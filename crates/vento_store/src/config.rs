//! `vento.json`: where the signal store lives and how the pipeline runs.

use std::fs;
use std::path::{Path, PathBuf};

use log::info;
use serde::{Deserialize, Serialize};

use vento_core::{PipelineConfig, SourceConfig, VentoError, VentoResult};

pub const CONFIG_FILE_NAME: &str = "vento.json";
pub const DEFAULT_DB_FILE: &str = "vento.sqlite";

#[derive(Clone, Debug, Serialize, Deserialize)]
#[serde(tag = "backend", rename_all = "lowercase")]
pub enum DatabaseConfig {
    Sqlite { path: Option<String> },
    Postgres { url: String },
    Mysql { url: String },
}

#[derive(Clone, Debug, Serialize, Deserialize)]
pub struct PoolConfig {
    pub max_connections: Option<u32>,
    pub min_connections: Option<u32>,
    pub connect_timeout_ms: Option<u64>,
    pub acquire_timeout_ms: Option<u64>,
    pub idle_timeout_ms: Option<u64>,
}

#[derive(Clone, Debug, Serialize, Deserialize)]
pub struct VentoConfig {
    pub database: DatabaseConfig,
    pub pool: Option<PoolConfig>,
    #[serde(default)]
    pub source: SourceConfig,
    #[serde(default)]
    pub pipeline: PipelineConfig,
}

impl VentoConfig {
    pub fn default_sqlite(path: impl Into<String>) -> Self {
        Self {
            database: DatabaseConfig::Sqlite {
                path: Some(path.into()),
            },
            pool: None,
            source: SourceConfig::default(),
            pipeline: PipelineConfig::default(),
        }
    }

    /// Read `vento.json` under `base_dir`, writing a sqlite default on first use.
    pub fn load_or_init(base_dir: &Path, default_sqlite_path: &Path) -> VentoResult<Self> {
        let config_path = base_dir.join(CONFIG_FILE_NAME);
        if config_path.exists() {
            return Self::load(&config_path);
        }
        fs::create_dir_all(base_dir).map_err(|err| {
            VentoError::storage(format!("create datastore dir {}: {err}", base_dir.display()))
        })?;
        let default = VentoConfig::default_sqlite(default_sqlite_path.to_string_lossy());
        default.validate()?;
        let payload = serde_json::to_string_pretty(&default)
            .map_err(|err| VentoError::config(format!("encode default settings: {err}")))?;
        fs::write(&config_path, payload).map_err(|err| {
            VentoError::storage(format!("write {}: {err}", config_path.display()))
        })?;
        info!("config: wrote default settings to {}", config_path.display());
        Ok(default)
    }

    pub fn load(path: &Path) -> VentoResult<Self> {
        let raw = fs::read_to_string(path)
            .map_err(|err| VentoError::config(format!("cannot read {}: {err}", path.display())))?;
        let config: VentoConfig = serde_json::from_str(&raw).map_err(|err| {
            VentoError::config(format!(
                "{} is not valid settings (line {}, column {}): {err}",
                path.display(),
                err.line(),
                err.column()
            ))
        })?;
        config
            .validate()
            .map_err(|err| VentoError::config(format!("{}: {}", path.display(), err.message())))?;
        Ok(config)
    }

    /// Database target and pipeline settings both have to be usable.
    pub fn validate(&self) -> VentoResult<()> {
        match &self.database {
            DatabaseConfig::Sqlite { path: Some(path) } if path.trim().is_empty() => {
                return Err(VentoError::config("sqlite path is empty"));
            }
            DatabaseConfig::Postgres { url } | DatabaseConfig::Mysql { url }
                if url.trim().is_empty() =>
            {
                return Err(VentoError::config(format!(
                    "{} backend needs a connection url",
                    self.backend_name()
                )));
            }
            _ => {}
        }
        if self.source.base_url.trim_end_matches('/').is_empty() {
            return Err(VentoError::config("source base_url is empty"));
        }
        self.pipeline.validate()
    }

    /// Relative sqlite paths resolve against the datastore directory.
    pub fn sqlite_path(&self, base_dir: &Path) -> VentoResult<PathBuf> {
        match &self.database {
            DatabaseConfig::Sqlite { path } => {
                let candidate = PathBuf::from(path.as_deref().unwrap_or(DEFAULT_DB_FILE));
                if candidate.is_absolute() {
                    Ok(candidate)
                } else {
                    Ok(base_dir.join(candidate))
                }
            }
            _ => Err(VentoError::config(format!(
                "database backend is {}, not sqlite",
                self.backend_name()
            ))),
        }
    }

    pub fn backend_name(&self) -> &'static str {
        match self.database {
            DatabaseConfig::Sqlite { .. } => "sqlite",
            DatabaseConfig::Postgres { .. } => "postgres",
            DatabaseConfig::Mysql { .. } => "mysql",
        }
    }

    pub fn connection_url(&self) -> Option<&str> {
        match &self.database {
            DatabaseConfig::Sqlite { .. } => None,
            DatabaseConfig::Postgres { url } | DatabaseConfig::Mysql { url } => Some(url.as_str()),
        }
    }
}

◆ ◆ ◆ ◆ ◆ ◆ ◆

● **EXERCISE INSTRUCTIONS**: Transcribe the full set of records precisely.

● **WRITTEN RESPONSE**:
filename crates/vento_store/src/config.rs
//! `vento.json`: where the signal store lives and how the pipeline runs.

use std::fs;
use std::path::{Path, PathBuf};

use log::info;
use serde::{Deserialize, Serialize};

use vento_core::{PipelineConfig, SourceConfig, VentoError, VentoResult};

pub const CONFIG_FILE_NAME: &str = "vento.json";
pub const DEFAULT_DB_FILE: &str = "vento.sqlite";

#[derive(Clone, Debug, Serialize, Deserialize)]
#[serde(tag = "backend", rename_all = "lowercase")]
pub enum DatabaseConfig {
    Sqlite { path: Option<String> },
    Postgres { url: String },
    Mysql { url: String },
}

#[derive(Clone, Debug, Serialize, Deserialize)]
pub struct PoolConfig {
    pub max_connections: Option<u32>,
    pub min_connections: Option<u32>,
    pub connect_timeout_ms: Option<u64>,
    pub acquire_timeout_ms: Option<u64>,
    pub idle_timeout_ms: Option<u64>,
}

#[derive(Clone, Debug, Serialize, Deserialize)]
pub struct VentoConfig {
    pub database: DatabaseConfig,
    pub pool: Option<PoolConfig>,
    #[serde(default)]
    pub source: SourceConfig,
    #[serde(default)]
    pub pipeline: PipelineConfig,
}

impl VentoConfig {
    pub fn default_sqlite(path: impl Into<String>) -> Self {
        Self {
            database: DatabaseConfig::Sqlite {
                path: Some(path.into()),
            },
            pool: None,
            source: SourceConfig::default(),
            pipeline: PipelineConfig::default(),
        }
    }

    /// Read `vento.json` under `base_dir`, writing a sqlite default on first use.
    pub fn load_or_init(base_dir: &Path, default_sqlite_path: &Path) -> VentoResult<Self> {
        let config_path = base_dir.join(CONFIG_FILE_NAME);
        if config_path.exists() {
            return Self::load(&config_path);
        }
        fs::create_dir_all(base_dir).map_err(|err| {
            VentoError::storage(format!("create datastore dir {}: {err}", base_dir.display()))
        })?;
        let default = VentoConfig::default_sqlite(default_sqlite_path.to_string_lossy());
        default.validate()?;
        let payload = serde_json::to_string_pretty(&default)
            .map_err(|err| VentoError::config(format!("encode default settings: {err}")))?;
        fs::write(&config_path, payload).map_err(|err| {
            VentoError::storage(format!("write {}: {err}", config_path.display()))
        })?;
        info!("config: wrote default settings to {}", config_path.display());
        Ok(default)
    }

    pub fn load(path: &Path) -> VentoResult<Self> {
        let raw = fs::read_to_string(path)
            .map_err(|err| VentoError::config(format!("cannot read {}: {err}", path.display())))?;
        let config: VentoConfig = serde_json::from_str(&raw).map_err(|err| {
            VentoError::config(format!(
                "{} is not valid settings (line {}, column {}): {err}",
                path.display(),
                err.line(),
                err.column()
            ))
        })?;
        config
            .validate()
            .map_err(|err| VentoError::config(format!("{}: {}", path.display(), err.message())))?;
        Ok(config)
    }

    /// Database target and pipeline settings both have to be usable.
    pub fn validate(&self) -> VentoResult<()> {
        match &self.database {
            DatabaseConfig::Sqlite { path: Some(path) } if path.trim().is_empty() => {
                return Err(VentoError::config("sqlite path is empty"));
            }
            DatabaseConfig::Postgres { url } | DatabaseConfig::Mysql { url }
                if url.trim().is_empty() =>
            {
                return Err(VentoError::config(format!(
                    "{} backend needs a connection url",
                    self.backend_name()
                )));
            }
            _ => {}
        }
        if self.source.base_url.trim_end_matches('/').is_empty() {
            return Err(VentoError::config("source base_url is empty"));
        }
        self.pipeline.validate()
    }

    /// Relative sqlite paths resolve against the datastore directory.
    pub fn sqlite_path(&self, base_dir: &Path) -> VentoResult<PathBuf> {
        match &self.database {
            DatabaseConfig::Sqlite { path } => {
                let candidate = PathBuf::from(path.as_deref().unwrap_or(DEFAULT_DB_FILE));
                if candidate.is_absolute() {
                    Ok(candidate)
                } else {
                    Ok(base_dir.join(candidate))
                }
            }
            _ => Err(VentoError::config(format!(
                "database backend is {}, not sqlite",
                self.backend_name()
            ))),
        }
    }

    pub fn backend_name(&self) -> &'static str {
        match self.database {
            DatabaseConfig::Sqlite { .. } => "sqlite",
            DatabaseConfig::Postgres { .. } => "postgres",
            DatabaseConfig::Mysql { .. } => "mysql",
        }
    }

    pub fn connection_url(&self) -> Option<&str> {
        match &self.database {
            DatabaseConfig::Sqlite { .. } => None,
            DatabaseConfig::Postgres { url } | DatabaseConfig::Mysql { url } => Some(url.as_str()),
        }
    }
}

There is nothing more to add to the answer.